Saved entries:

:::

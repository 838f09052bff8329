use std::sync::Arc;

use serde::de::DeserializeOwned;
use tokio_util::sync::CancellationToken;
use tracing::{debug, warn};

use super::retry::RetryPolicy;
use super::transport::{ApiRequest, ApiResponse, Transport};
use crate::context::SessionContext;
use crate::errors::{ApiError, ReportedError};

/// Client for the linked-documents backend, bound to one session.
#[derive(Clone)]
pub struct ApiClient {
    transport: Arc<dyn Transport>,
    context: SessionContext,
    retry: RetryPolicy,
}

impl std::fmt::Debug for ApiClient {
    fn fmt(&self, f: &mut std::fmt::Formatter<'_>) -> std::fmt::Result {
        f.debug_struct("ApiClient")
            .field("context", &self.context)
            .field("retry", &self.retry)
            .finish_non_exhaustive()
    }
}

impl ApiClient {
    #[must_use]
    pub fn new(transport: Arc<dyn Transport>, context: SessionContext) -> Self {
        Self {
            transport,
            context,
            retry: RetryPolicy::default(),
        }
    }

    #[must_use]
    pub fn with_retry_policy(mut self, retry: RetryPolicy) -> Self {
        self.retry = retry;
        self
    }

    #[must_use]
    pub fn context(&self) -> &SessionContext {
        &self.context
    }

    #[must_use]
    pub fn retry_policy(&self) -> RetryPolicy {
        self.retry
    }

    /// Sends `request` and decodes the response body as `T`.
    ///
    /// Reads are repeated while the retry policy allows it; mutations are
    /// sent exactly once. Cancelling `cancel` aborts both the request in
    /// flight and any pending backoff.
    pub async fn execute<T: DeserializeOwned>(
        &self,
        request: ApiRequest,
        cancel: &CancellationToken,
    ) -> Result<T, ApiError> {
        let policy = if request.is_idempotent() {
            self.retry
        } else {
            RetryPolicy::never()
        };
        let mut failures: u32 = 0;
        loop {
            match self.attempt(&request, cancel).await {
                Ok(value) => return Ok(value),
                Err(err) if policy.should_retry(failures, &err) => {
                    let delay = policy.delay(failures);
                    warn!(
                        method = %request.method,
                        path = %request.path,
                        failures = failures.saturating_add(1),
                        delay = %humantime::format_duration(delay),
                        error = %err,
                        "Backend request failed, retrying"
                    );
                    failures = failures.saturating_add(1);
                    tokio::select! {
                        () = cancel.cancelled() => return Err(ApiError::Cancelled),
                        () = tokio::time::sleep(delay) => {}
                    }
                }
                Err(err) => return Err(err),
            }
        }
    }

    async fn attempt<T: DeserializeOwned>(
        &self,
        request: &ApiRequest,
        cancel: &CancellationToken,
    ) -> Result<T, ApiError> {
        if cancel.is_cancelled() {
            return Err(ApiError::Cancelled);
        }
        let response = tokio::select! {
            () = cancel.cancelled() => return Err(ApiError::Cancelled),
            result = self.transport.send(request) => result?,
        };
        self.decode(response)
    }

    fn decode<T: DeserializeOwned>(&self, response: ApiResponse) -> Result<T, ApiError> {
        if response.status.is_success() {
            if response.body.iter().all(u8::is_ascii_whitespace) {
                return Ok(serde_json::from_value(serde_json::Value::Null)?);
            }
            return Ok(serde_json::from_slice(&response.body)?);
        }
        if let Ok(value) = serde_json::from_slice::<serde_json::Value>(&response.body) {
            if let Some(reported) = ReportedError::classify(&value, self.context.document_id()) {
                debug!(status = %response.status, error = %reported, "Backend reported an error");
                return Err(reported.into());
            }
        }
        Err(ApiError::Status {
            status: response.status,
            body: String::from_utf8_lossy(&response.body).into_owned(),
        })
    }
}
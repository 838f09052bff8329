use std::collections::BTreeMap;

use serde::de::IgnoredAny;
use serde::Deserialize;
use serde_json::json;
use tokio_util::sync::CancellationToken;
use tracing::info;

use super::client::ApiClient;
use super::transport::ApiRequest;
use super::types::{
    ConfigurationResult, DefaultName, DefaultNameKind, DocumentResult, ElementObj, ElementType,
    GeneratedAssembly, PushVersionBody, UpdatedElements,
};
use crate::errors::{ApiError, ValidationError};
use crate::link::{LinkDirection, LinkedDocument};
use crate::path::{to_element_path, ElementPath, InstancePath};
use crate::version::PushVersionArgs;

/// Body of a linked-documents listing. Older backends wrap the list in an
/// object.
#[derive(Debug, Clone, Deserialize)]
#[serde(untagged)]
pub enum LinkedDocumentsResponse {
    List(Vec<LinkedDocument>),
    Wrapped { documents: Vec<LinkedDocument> },
}

impl LinkedDocumentsResponse {
    #[must_use]
    pub fn into_documents(self) -> Vec<LinkedDocument> {
        match self {
            Self::List(documents) | Self::Wrapped { documents } => documents,
        }
    }
}

impl ApiClient {
    fn linked_documents_route(&self, direction: LinkDirection) -> String {
        format!(
            "/linked-documents/{}{}",
            direction.as_str(),
            self.context().instance_api_path()
        )
    }

    fn link_target_request(request: ApiRequest, target: &InstancePath) -> ApiRequest {
        request
            .query("documentId", target.document_id.clone())
            .query("instanceId", target.instance_id.clone())
    }

    pub async fn fetch_linked_documents(
        &self,
        direction: LinkDirection,
        recursive: bool,
        cancel: &CancellationToken,
    ) -> Result<Vec<LinkedDocument>, ApiError> {
        let request = ApiRequest::get(self.linked_documents_route(direction))
            .query("recursive", recursive.to_string());
        let response: LinkedDocumentsResponse = self.execute(request, cancel).await?;
        Ok(response.into_documents())
    }

    pub async fn add_linked_document(
        &self,
        direction: LinkDirection,
        target: &InstancePath,
        cancel: &CancellationToken,
    ) -> Result<LinkedDocument, ApiError> {
        let request =
            Self::link_target_request(ApiRequest::post(self.linked_documents_route(direction)), target);
        let document: LinkedDocument = self.execute(request, cancel).await?;
        info!(%direction, document_id = %target.document_id, "Linked document");
        Ok(document)
    }

    pub async fn remove_linked_document(
        &self,
        direction: LinkDirection,
        target: &InstancePath,
        cancel: &CancellationToken,
    ) -> Result<LinkedDocument, ApiError> {
        let request = Self::link_target_request(
            ApiRequest::delete(self.linked_documents_route(direction)),
            target,
        );
        let document: LinkedDocument = self.execute(request, cancel).await?;
        info!(%direction, document_id = %target.document_id, "Unlinked document");
        Ok(document)
    }

    /// Creates a version of the current document and moves the references
    /// in `args.instances_to_update` to it.
    pub async fn push_version(
        &self,
        args: &PushVersionArgs,
        cancel: &CancellationToken,
    ) -> Result<UpdatedElements, ApiError> {
        args.validate()?;
        let body = PushVersionBody {
            name: &args.name,
            description: &args.description,
            instances_to_update: &args.instances_to_update,
        };
        let request = ApiRequest::post(format!(
            "/push-version{}",
            self.context().instance_api_path()
        ))
        .json(serde_json::to_value(body)?);
        let result: UpdatedElements = self.execute(request, cancel).await?;
        info!(
            name = %args.name,
            updated = result.updated_elements,
            "Pushed version"
        );
        Ok(result)
    }

    /// Updates references in the current document to the latest versions of
    /// its children. An empty `children` updates every child.
    pub async fn update_references(
        &self,
        children: &[InstancePath],
        cancel: &CancellationToken,
    ) -> Result<UpdatedElements, ApiError> {
        let mut request = ApiRequest::post(format!(
            "/update-references{}",
            self.context().instance_api_path()
        ));
        if !children.is_empty() {
            request = request.json(json!({ "childDocumentIds": children }));
        }
        let result: UpdatedElements = self.execute(request, cancel).await?;
        info!(updated = result.updated_elements, "Updated references");
        Ok(result)
    }

    /// Generates an assembly from the current part studio and returns the
    /// path of the new tab.
    pub async fn generate_assembly(
        &self,
        name: &str,
        cancel: &CancellationToken,
    ) -> Result<ElementPath, ApiError> {
        if name.trim().is_empty() {
            return Err(ValidationError::EmptyName.into());
        }
        let element = self.context().element()?;
        let request = ApiRequest::post(format!("/generate-assembly{}", to_element_path(&element)))
            .json(json!({ "name": name }));
        let result: GeneratedAssembly = self.execute(request, cancel).await?;
        info!(%name, element_id = %result.element_id, "Generated assembly");
        Ok(element.instance.with_element(result.element_id))
    }

    pub async fn default_name(
        &self,
        kind: DefaultNameKind,
        cancel: &CancellationToken,
    ) -> Result<String, ApiError> {
        let request = ApiRequest::get(format!(
            "/default-name/{}{}",
            kind.route_segment(),
            self.context().instance_api_path()
        ));
        let result: DefaultName = self.execute(request, cancel).await?;
        Ok(result.name)
    }

    pub async fn list_documents(
        &self,
        cancel: &CancellationToken,
    ) -> Result<DocumentResult, ApiError> {
        self.execute(ApiRequest::get("/documents"), cancel).await
    }

    pub async fn get_configuration(
        &self,
        configuration_id: &str,
        cancel: &CancellationToken,
    ) -> Result<ConfigurationResult, ApiError> {
        self.execute(
            ApiRequest::get(format!("/configuration/{configuration_id}")),
            cancel,
        )
        .await
    }

    /// Inserts a library element into the current tab.
    ///
    /// The route depends on the kind of tab the session was opened from;
    /// part studios are assumed when it is unknown.
    pub async fn insert_element(
        &self,
        element: &ElementObj,
        configuration: Option<&BTreeMap<String, String>>,
        cancel: &CancellationToken,
    ) -> Result<(), ApiError> {
        let target = self.context().element_api_path()?;
        let route = self
            .context()
            .element_type()
            .unwrap_or(ElementType::PartStudio)
            .insert_route();
        let mut body = serde_json::to_value(element)?;
        if let (Some(configuration), Some(object)) = (configuration, body.as_object_mut()) {
            object.insert("configuration".to_string(), json!(configuration));
        }
        let request = ApiRequest::post(format!("{route}{target}")).json(body);
        let IgnoredAny = self.execute(request, cancel).await?;
        info!(element = %element.name, %route, "Inserted element");
        Ok(())
    }
}
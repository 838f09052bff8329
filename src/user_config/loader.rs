use std::path::Path;

use tracing::debug;

use super::{user_config_path, UserConfig, UserConfigError};

/// Load the user configuration from `~/.doclink/config.toml`.
///
/// Returns `Ok(UserConfig::default())` if the file does not exist.
///
/// # Errors
///
/// Returns [`UserConfigError`] if the file exists but cannot be read or parsed.
pub fn load_user_config() -> Result<UserConfig, UserConfigError> {
    load_from_path(&user_config_path())
}

/// Same as [`load_user_config`] for an explicit file.
pub fn load_from_path(path: &Path) -> Result<UserConfig, UserConfigError> {
    if !path.exists() {
        debug!("User config not found at {}; using defaults", path.display());
        return Ok(UserConfig::default());
    }
    let content = std::fs::read_to_string(path)?;
    let config: UserConfig = toml::from_str(&content)?;
    debug!("Loaded user config from {}", path.display());
    Ok(config)
}
use std::collections::BTreeMap;

use doclink::api::ApiClient;
use serde_json::json;
use tokio_util::sync::CancellationToken;
use tracing::debug;

use super::{write_json, CommandError};

pub async fn documents(client: &ApiClient, cancel: &CancellationToken) -> Result<(), CommandError> {
    let result = client.list_documents(cancel).await?;
    write_json(&result)
}

pub async fn configuration(
    client: &ApiClient,
    configuration_id: &str,
    cancel: &CancellationToken,
) -> Result<(), CommandError> {
    let result = client.get_configuration(configuration_id, cancel).await?;
    write_json(&json!({
        "defaultConfiguration": result.default_configuration,
        "defaults": result.default_values(),
        "parameters": result.parameters,
    }))
}

/// Inserts a library element. Configurable elements start from their
/// default values, with `overrides` applied on top.
pub async fn insert(
    client: &ApiClient,
    element_id: &str,
    overrides: Vec<(String, String)>,
    cancel: &CancellationToken,
) -> Result<(), CommandError> {
    let library = client.list_documents(cancel).await?;
    let element = library
        .elements
        .into_iter()
        .find(|element| element.id == element_id)
        .ok_or_else(|| CommandError::ElementNotFound(element_id.to_string()))?;
    let configuration = match &element.configuration_id {
        Some(configuration_id) => {
            let mut values = client
                .get_configuration(configuration_id, cancel)
                .await?
                .default_values();
            values.extend(overrides);
            Some(values)
        }
        None if overrides.is_empty() => None,
        None => Some(overrides.into_iter().collect::<BTreeMap<_, _>>()),
    };
    debug!(element = %element.name, ?configuration, "Inserting library element");
    client
        .insert_element(&element, configuration.as_ref(), cancel)
        .await?;
    write_json(&json!({
        "message": format!("Inserted {}", element.name),
        "element": element,
        "configuration": configuration,
    }))
}
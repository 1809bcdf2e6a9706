//! Response envelope returned to the caller.

use pipeline::CareerRecommendation;
use serde::{Deserialize, Serialize};

/// Outcome of one recommendation request: a success flag plus either the
/// ranked careers or a human-readable error message.
#[derive(Debug, Clone, Serialize, Deserialize)]
pub struct RecommendResponse {
    pub success: bool,

    #[serde(default, skip_serializing_if = "Vec::is_empty")]
    pub recommendations: Vec<CareerRecommendation>,

    #[serde(default, skip_serializing_if = "Option::is_none")]
    pub error: Option<String>,
}

impl RecommendResponse {
    /// Build a success envelope around ranked recommendations.
    pub fn success(recommendations: Vec<CareerRecommendation>) -> Self {
        Self {
            success: true,
            recommendations,
            error: None,
        }
    }

    /// Build a failure envelope carrying an error message.
    pub fn failure(message: impl Into<String>) -> Self {
        Self {
            success: false,
            recommendations: Vec::new(),
            error: Some(message.into()),
        }
    }
}

#[cfg(test)]
mod tests {
    use super::*;

    #[test]
    fn test_success_envelope_shape() {
        let response = RecommendResponse::success(vec![CareerRecommendation {
            career: "software engineer".to_string(),
            confidence: 0.81,
        }]);

        let json = serde_json::to_value(&response).unwrap();
        assert_eq!(json["success"], true);
        assert_eq!(json["recommendations"][0]["career"], "software engineer");
        assert!(
            json.get("error").is_none(),
            "success envelope must not carry an error field"
        );
    }

    #[test]
    fn test_failure_envelope_shape() {
        let response = RecommendResponse::failure("Invalid request payload");

        let json = serde_json::to_value(&response).unwrap();
        assert_eq!(json["success"], false);
        assert_eq!(json["error"], "Invalid request payload");
        assert!(
            json.get("recommendations").is_none(),
            "failure envelope must not carry recommendations"
        );
    }
}
//! Client for the career scoring service that hosts the trained classifier.
//!
//! The classifier artifact is opaque to this engine; the service wraps it
//! behind two operations:
//! - `DescribeModel`: the feature columns and career classes the model
//!   declares
//! - `ScoreRecord`: a probability distribution over those classes for one
//!   feature record
//!
//! This crate provides the `Scorer` trait (the seam the rest of the engine
//! programs against) and `GrpcScorer`, the tonic-based implementation that
//! fetches the model schema once at connect time.

use anyhow::{Context, Result};
use catalog::ModelSchema;
use thiserror::Error;
use tonic::transport::Channel;
use tracing::{debug, error, info};

// Include the generated protobuf code
pub mod careers {
    tonic::include_proto!("careers");
}

use careers::career_scorer_client::CareerScorerClient;
use careers::{DescribeModelRequest, ScoreRecordRequest};

/// Errors that can occur when interacting with the scoring service
#[derive(Error, Debug)]
pub enum ScorerError {
    #[error("Failed to connect to scoring service: {0}")]
    ConnectionError(String),

    #[error("Failed to score feature record: {0}")]
    ScoringError(String),

    #[error("Invalid response from scoring service: {0}")]
    InvalidResponse(String),
}

/// The classifier's probability-output capability behind an interface.
///
/// ## Design Note
/// - `Send + Sync` allows one scorer to be shared across concurrent
///   request handlers
/// - The scorer is assumed deterministic and idempotent, so callers never
///   retry a failed score
#[tonic::async_trait]
pub trait Scorer: Send + Sync {
    /// The feature columns and career classes the model declares.
    fn schema(&self) -> &ModelSchema;

    /// Score one feature record.
    ///
    /// # Arguments
    /// * `values` - Feature values aligned to the declared column order
    ///
    /// # Returns
    /// One probability per declared class, in the model's native class
    /// order.
    async fn score(&self, values: &[f32]) -> Result<Vec<f32>, ScorerError>;
}

/// gRPC-backed scorer.
///
/// Wraps the auto-generated client and carries the model schema fetched at
/// connect time, so per-request scoring needs no schema round-trips.
pub struct GrpcScorer {
    client: CareerScorerClient<Channel>,
    service_addr: String,
    schema: ModelSchema,
}

impl GrpcScorer {
    /// Connect to the scoring service and fetch the model schema.
    ///
    /// # Arguments
    /// * `addr` - Address of the gRPC service (e.g., "http://localhost:50051")
    ///
    /// # Returns
    /// A connected scorer carrying the model's declared schema
    pub async fn connect(addr: impl Into<String>) -> Result<Self> {
        let addr = addr.into();
        info!("Connecting to career scoring service at {}", addr);

        let channel = Channel::from_shared(addr.clone())
            .context("Creating channel from address")?
            .connect()
            .await
            .context("Connecting to scoring service")?;

        let mut client = CareerScorerClient::new(channel);
        let response = client
            .describe_model(tonic::Request::new(DescribeModelRequest {}))
            .await
            .context("Fetching model schema")?
            .into_inner();

        let schema = ModelSchema::new(response.feature_columns, response.classes);
        info!(
            "Model declares {} feature columns and {} career classes",
            schema.num_features(),
            schema.num_classes()
        );

        Ok(GrpcScorer {
            client,
            service_addr: addr,
            schema,
        })
    }

    /// Get the address of the scoring service this client is connected to.
    pub fn service_address(&self) -> &str {
        &self.service_addr
    }
}

#[tonic::async_trait]
impl Scorer for GrpcScorer {
    fn schema(&self) -> &ModelSchema {
        &self.schema
    }

    async fn score(&self, values: &[f32]) -> Result<Vec<f32>, ScorerError> {
        debug!("Scoring a {}-column feature record", values.len());

        let request = tonic::Request::new(ScoreRecordRequest {
            values: values.to_vec(),
        });

        // Generated clients take `&mut self`; clone the channel handle per call
        let mut client = self.client.clone();
        let response = client.score_record(request).await.map_err(|e| {
            error!("gRPC error while scoring record: {}", e);
            ScorerError::ScoringError(e.to_string())
        })?;

        let probabilities = response.into_inner().probabilities;

        if probabilities.len() != self.schema.num_classes() {
            error!(
                "Mismatch in number of probabilities returned: expected {}, got {}",
                self.schema.num_classes(),
                probabilities.len()
            );
            return Err(ScorerError::InvalidResponse(
                "Number of probabilities does not match declared class count".into(),
            ));
        }
        Ok(probabilities)
    }
}

#[cfg(test)]
mod tests {
    use super::*;

    /// In-process scorer used to verify the trait is object-safe and
    /// usable through `Arc<dyn Scorer>` the way request handlers hold it.
    struct FixedScorer {
        schema: ModelSchema,
        probabilities: Vec<f32>,
    }

    #[tonic::async_trait]
    impl Scorer for FixedScorer {
        fn schema(&self) -> &ModelSchema {
            &self.schema
        }

        async fn score(&self, _values: &[f32]) -> Result<Vec<f32>, ScorerError> {
            Ok(self.probabilities.clone())
        }
    }

    #[tokio::test]
    async fn test_scorer_trait_object() {
        let scorer: std::sync::Arc<dyn Scorer> = std::sync::Arc::new(FixedScorer {
            schema: ModelSchema::new(
                vec!["q_1".to_string()],
                vec!["engineer".to_string(), "teacher".to_string()],
            ),
            probabilities: vec![0.7, 0.3],
        });

        assert_eq!(scorer.schema().num_classes(), 2);
        let probabilities = scorer.score(&[1.0]).await.unwrap();
        assert_eq!(probabilities, vec![0.7, 0.3]);
    }
}
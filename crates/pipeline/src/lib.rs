//! Pipeline for encoding student answers and ranking classifier output.
//!
//! This crate provides:
//! - `RecommendRequest` payload validation
//! - `FeatureEncoder` for building model-ready feature records
//! - `PredictionRanker` for turning probability distributions into top-K
//!   career recommendations
//!
//! ## Architecture
//! A request flows through three stages:
//! 1. `RecommendRequest::from_value` validates the payload shape
//! 2. `FeatureEncoder::encode` assembles and schema-aligns the record
//! 3. The record is scored externally, and `PredictionRanker::rank` pairs
//!    the resulting probabilities with class labels and truncates to top 5
//!
//! ## Example Usage
//! ```ignore
//! use pipeline::{FeatureEncoder, PredictionRanker, RecommendRequest};
//!
//! let request = RecommendRequest::from_value(&payload)?;
//! let encoder = FeatureEncoder::new(catalog.clone(), schema.clone());
//! let record = encoder.encode(&request);
//!
//! let probabilities = scorer.score(record.values()).await?;
//! let ranked = PredictionRanker::new().rank(schema.classes(), &probabilities)?;
//! ```

pub mod error;
pub mod features;
pub mod payload;
pub mod ranker;

// Re-export main types
pub use error::PipelineError;
pub use features::{
    DEFAULT_EMPLOYMENT_RATE_COLUMN, DEFAULT_EMPLOYMENT_RATE_VALUE, DEFAULT_SECTOR_COLUMN,
    DEFAULT_SECTOR_VALUE, FeatureEncoder, FeatureRecord,
};
pub use payload::RecommendRequest;
pub use ranker::{CareerRecommendation, DEFAULT_TOP_K, PredictionRanker};
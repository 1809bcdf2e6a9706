//! Error types for the encoding and ranking pipeline.

use thiserror::Error;

/// Errors raised while turning a request payload into ranked careers
///
/// `Validation` is a per-request condition surfaced back to the caller;
/// `ModelContract` indicates a deployment or versioning bug between the
/// engine and the classifier artifact.
#[derive(Error, Debug)]
pub enum PipelineError {
    /// Request payload was structurally malformed
    #[error("Invalid request payload: {0}")]
    Validation(String),

    /// The classifier's declared schema and actual output disagree
    #[error("Model contract violation: expected {declared} class probabilities, got {actual}")]
    ModelContract { declared: usize, actual: usize },
}
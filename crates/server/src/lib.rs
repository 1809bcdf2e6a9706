//! Server crate for the career recommendation engine.
//!
//! This crate contains the request-level service that coordinates payload
//! validation, feature encoding, scoring, and ranking, plus the response
//! envelope and error taxonomy surfaced to callers.

pub mod error;
pub mod response;
pub mod service;

pub use error::RecommendError;
pub use response::RecommendResponse;
pub use service::RecommendationService;
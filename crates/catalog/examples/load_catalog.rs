use catalog::{SubjectCatalog, load_subject_catalog};
use std::path::Path;

fn main() {
    let catalog = match std::env::args().nth(1) {
        Some(path) => load_subject_catalog(Path::new(&path)).expect("Failed to load catalog"),
        None => SubjectCatalog::default(),
    };

    println!("=== Subject Catalog ===");
    println!("Subjects: {}", catalog.len());
    for subject in catalog.subjects() {
        println!("  - {}", subject);
    }
}
//! Error types for the catalog crate.

use thiserror::Error;

/// Errors that can occur while loading the subject catalog or building
/// schema objects.
#[derive(Error, Debug)]
pub enum CatalogError {
    /// I/O error occurred while reading a catalog file
    #[error("I/O error: {0}")]
    IoError(#[from] std::io::Error),

    /// Line in a catalog file couldn't be parsed
    ///
    /// This variant stores context about where the error occurred
    #[error("Parse error at line {line} in {file}: {reason}")]
    ParseError {
        file: String,
        line: usize,
        reason: String,
    },

    /// Catalog or schema validation failed
    #[error("Validation failed: {0}")]
    ValidationError(String),
}

/// Convenience type alias for Results in this crate
pub type Result<T> = std::result::Result<T, CatalogError>;
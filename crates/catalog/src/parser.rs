//! Parser for subject catalog files.
//!
//! Catalog files are line-based: one subject per line, `#` starts a
//! comment, blank lines are skipped. Subject names are lowercased on load.

use crate::error::{CatalogError, Result};
use crate::types::SubjectCatalog;
use std::fs;
use std::path::Path;

/// Load a subject catalog from a file.
///
/// # Errors
/// - `IoError` if the file cannot be read
/// - `ParseError` if a subject appears twice (after lowercasing)
/// - `ValidationError` if the file contains no subjects
pub fn load_subject_catalog(path: &Path) -> Result<SubjectCatalog> {
    let content = fs::read_to_string(path)?;
    let file = path.display().to_string();
    let subjects = parse_subject_lines(&content, &file)?;
    Ok(SubjectCatalog::new(subjects))
}

/// Parse catalog file content into an ordered subject list.
fn parse_subject_lines(content: &str, file: &str) -> Result<Vec<String>> {
    let mut subjects: Vec<String> = Vec::new();

    for (idx, line) in content.lines().enumerate() {
        let line_no = idx + 1;

        // Strip trailing comments, then whitespace
        let line_trimmed = match line.split_once('#') {
            Some((before, _)) => before.trim(),
            None => line.trim(),
        };
        if line_trimmed.is_empty() {
            continue; // Skip empty lines
        }

        let normalized = line_trimmed.to_lowercase();
        if subjects.contains(&normalized) {
            return Err(CatalogError::ParseError {
                file: file.to_string(),
                line: line_no,
                reason: format!("Duplicate subject: {}", normalized),
            });
        }
        subjects.push(normalized);
    }

    if subjects.is_empty() {
        return Err(CatalogError::ValidationError(format!(
            "Subject catalog {} contains no subjects",
            file
        )));
    }

    Ok(subjects)
}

:::

§ **YOUR INSTRUCTIONS**
Show all of the lines above in which "GrpcScorer" is present.

§ **OUTPUT FOR THIS EXERCISE**
//! programs against) and `GrpcScorer`, the tonic-based implementation that
pub struct GrpcScorer {
impl GrpcScorer {
        Ok(GrpcScorer {
impl Scorer for GrpcScorer {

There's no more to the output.